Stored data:
***

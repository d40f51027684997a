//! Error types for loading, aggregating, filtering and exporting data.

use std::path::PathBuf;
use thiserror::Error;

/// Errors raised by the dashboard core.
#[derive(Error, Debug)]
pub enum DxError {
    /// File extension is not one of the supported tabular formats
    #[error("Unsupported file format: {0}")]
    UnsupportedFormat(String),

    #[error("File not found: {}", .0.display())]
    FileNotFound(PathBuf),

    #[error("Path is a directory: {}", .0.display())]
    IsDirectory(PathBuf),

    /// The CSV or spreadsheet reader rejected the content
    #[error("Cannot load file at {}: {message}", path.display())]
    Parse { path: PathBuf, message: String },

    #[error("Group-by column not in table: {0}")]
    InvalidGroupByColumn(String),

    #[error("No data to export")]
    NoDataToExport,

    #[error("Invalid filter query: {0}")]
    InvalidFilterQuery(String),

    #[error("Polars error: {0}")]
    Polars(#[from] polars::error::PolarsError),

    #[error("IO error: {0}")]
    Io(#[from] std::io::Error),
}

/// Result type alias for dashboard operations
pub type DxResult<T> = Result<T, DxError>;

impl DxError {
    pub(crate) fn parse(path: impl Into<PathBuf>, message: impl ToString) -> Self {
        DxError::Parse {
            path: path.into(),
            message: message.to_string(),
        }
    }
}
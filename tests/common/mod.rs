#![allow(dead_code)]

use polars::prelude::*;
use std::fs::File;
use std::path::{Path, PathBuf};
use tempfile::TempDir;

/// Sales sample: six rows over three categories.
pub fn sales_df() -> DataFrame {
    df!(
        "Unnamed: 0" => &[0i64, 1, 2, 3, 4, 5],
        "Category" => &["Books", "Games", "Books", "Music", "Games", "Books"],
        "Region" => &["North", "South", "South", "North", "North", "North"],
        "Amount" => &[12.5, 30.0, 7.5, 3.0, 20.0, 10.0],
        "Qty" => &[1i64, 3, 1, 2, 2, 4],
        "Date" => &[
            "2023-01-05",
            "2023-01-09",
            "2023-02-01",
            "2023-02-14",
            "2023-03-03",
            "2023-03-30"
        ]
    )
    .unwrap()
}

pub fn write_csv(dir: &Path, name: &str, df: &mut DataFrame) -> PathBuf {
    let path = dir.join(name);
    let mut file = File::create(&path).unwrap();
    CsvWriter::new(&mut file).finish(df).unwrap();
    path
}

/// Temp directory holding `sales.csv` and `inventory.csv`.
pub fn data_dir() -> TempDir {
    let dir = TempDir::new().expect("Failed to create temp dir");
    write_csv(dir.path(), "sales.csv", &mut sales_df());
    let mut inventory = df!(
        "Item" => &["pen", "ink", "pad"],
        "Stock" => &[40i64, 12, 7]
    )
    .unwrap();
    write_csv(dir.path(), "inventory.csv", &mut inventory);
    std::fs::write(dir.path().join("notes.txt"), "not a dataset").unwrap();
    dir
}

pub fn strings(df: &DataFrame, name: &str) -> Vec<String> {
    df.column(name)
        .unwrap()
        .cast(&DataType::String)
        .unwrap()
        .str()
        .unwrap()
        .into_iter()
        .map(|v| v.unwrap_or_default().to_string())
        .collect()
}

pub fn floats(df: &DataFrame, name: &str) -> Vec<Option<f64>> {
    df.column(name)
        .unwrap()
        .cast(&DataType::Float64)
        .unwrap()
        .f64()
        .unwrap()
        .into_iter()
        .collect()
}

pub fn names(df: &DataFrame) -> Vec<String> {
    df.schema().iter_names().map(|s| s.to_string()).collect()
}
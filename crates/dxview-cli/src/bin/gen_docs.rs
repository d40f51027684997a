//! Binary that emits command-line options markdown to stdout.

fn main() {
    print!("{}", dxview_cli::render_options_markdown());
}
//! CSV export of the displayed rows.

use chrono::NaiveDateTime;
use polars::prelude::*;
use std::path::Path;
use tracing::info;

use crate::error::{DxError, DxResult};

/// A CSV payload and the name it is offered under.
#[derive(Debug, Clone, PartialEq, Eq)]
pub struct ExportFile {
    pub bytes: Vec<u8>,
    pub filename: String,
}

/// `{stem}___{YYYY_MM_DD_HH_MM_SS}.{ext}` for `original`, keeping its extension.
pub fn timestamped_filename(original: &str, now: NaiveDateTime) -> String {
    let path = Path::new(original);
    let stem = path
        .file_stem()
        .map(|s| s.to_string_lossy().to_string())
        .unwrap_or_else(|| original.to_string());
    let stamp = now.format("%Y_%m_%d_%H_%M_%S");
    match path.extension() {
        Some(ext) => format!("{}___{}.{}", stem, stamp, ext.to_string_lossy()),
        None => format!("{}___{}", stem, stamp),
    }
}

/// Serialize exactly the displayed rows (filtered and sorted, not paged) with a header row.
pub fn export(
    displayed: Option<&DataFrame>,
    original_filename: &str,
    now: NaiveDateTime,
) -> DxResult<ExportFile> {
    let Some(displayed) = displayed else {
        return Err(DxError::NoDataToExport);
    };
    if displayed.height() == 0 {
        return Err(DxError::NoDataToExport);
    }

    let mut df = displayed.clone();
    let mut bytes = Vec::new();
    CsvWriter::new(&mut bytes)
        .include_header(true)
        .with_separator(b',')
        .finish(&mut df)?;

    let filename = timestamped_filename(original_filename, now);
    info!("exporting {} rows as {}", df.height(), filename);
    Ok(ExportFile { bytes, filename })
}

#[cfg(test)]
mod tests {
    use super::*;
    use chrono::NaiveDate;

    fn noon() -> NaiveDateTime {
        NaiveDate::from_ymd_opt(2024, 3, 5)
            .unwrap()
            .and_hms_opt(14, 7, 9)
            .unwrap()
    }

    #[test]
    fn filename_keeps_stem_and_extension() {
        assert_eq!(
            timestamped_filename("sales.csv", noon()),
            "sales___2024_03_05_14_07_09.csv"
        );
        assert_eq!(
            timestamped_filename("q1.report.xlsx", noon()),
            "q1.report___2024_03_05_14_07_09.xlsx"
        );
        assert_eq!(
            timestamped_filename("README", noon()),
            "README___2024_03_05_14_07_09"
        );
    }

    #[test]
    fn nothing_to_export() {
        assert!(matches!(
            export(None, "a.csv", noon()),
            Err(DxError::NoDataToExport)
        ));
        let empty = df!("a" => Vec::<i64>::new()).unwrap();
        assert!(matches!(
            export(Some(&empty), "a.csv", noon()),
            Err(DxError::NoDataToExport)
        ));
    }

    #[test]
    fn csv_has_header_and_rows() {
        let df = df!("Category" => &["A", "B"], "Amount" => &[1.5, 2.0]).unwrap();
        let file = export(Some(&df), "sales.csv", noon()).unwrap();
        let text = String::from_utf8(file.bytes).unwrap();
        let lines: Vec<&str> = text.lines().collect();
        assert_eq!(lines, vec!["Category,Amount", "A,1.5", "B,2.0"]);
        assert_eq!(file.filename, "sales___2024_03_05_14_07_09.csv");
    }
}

***

_Required work_
Only lines containing the word "ExportFile" should appear in the answer, and every such line from the records above must be there.

_The answer_
pub struct ExportFile {
) -> DxResult<ExportFile> {
    Ok(ExportFile { bytes, filename })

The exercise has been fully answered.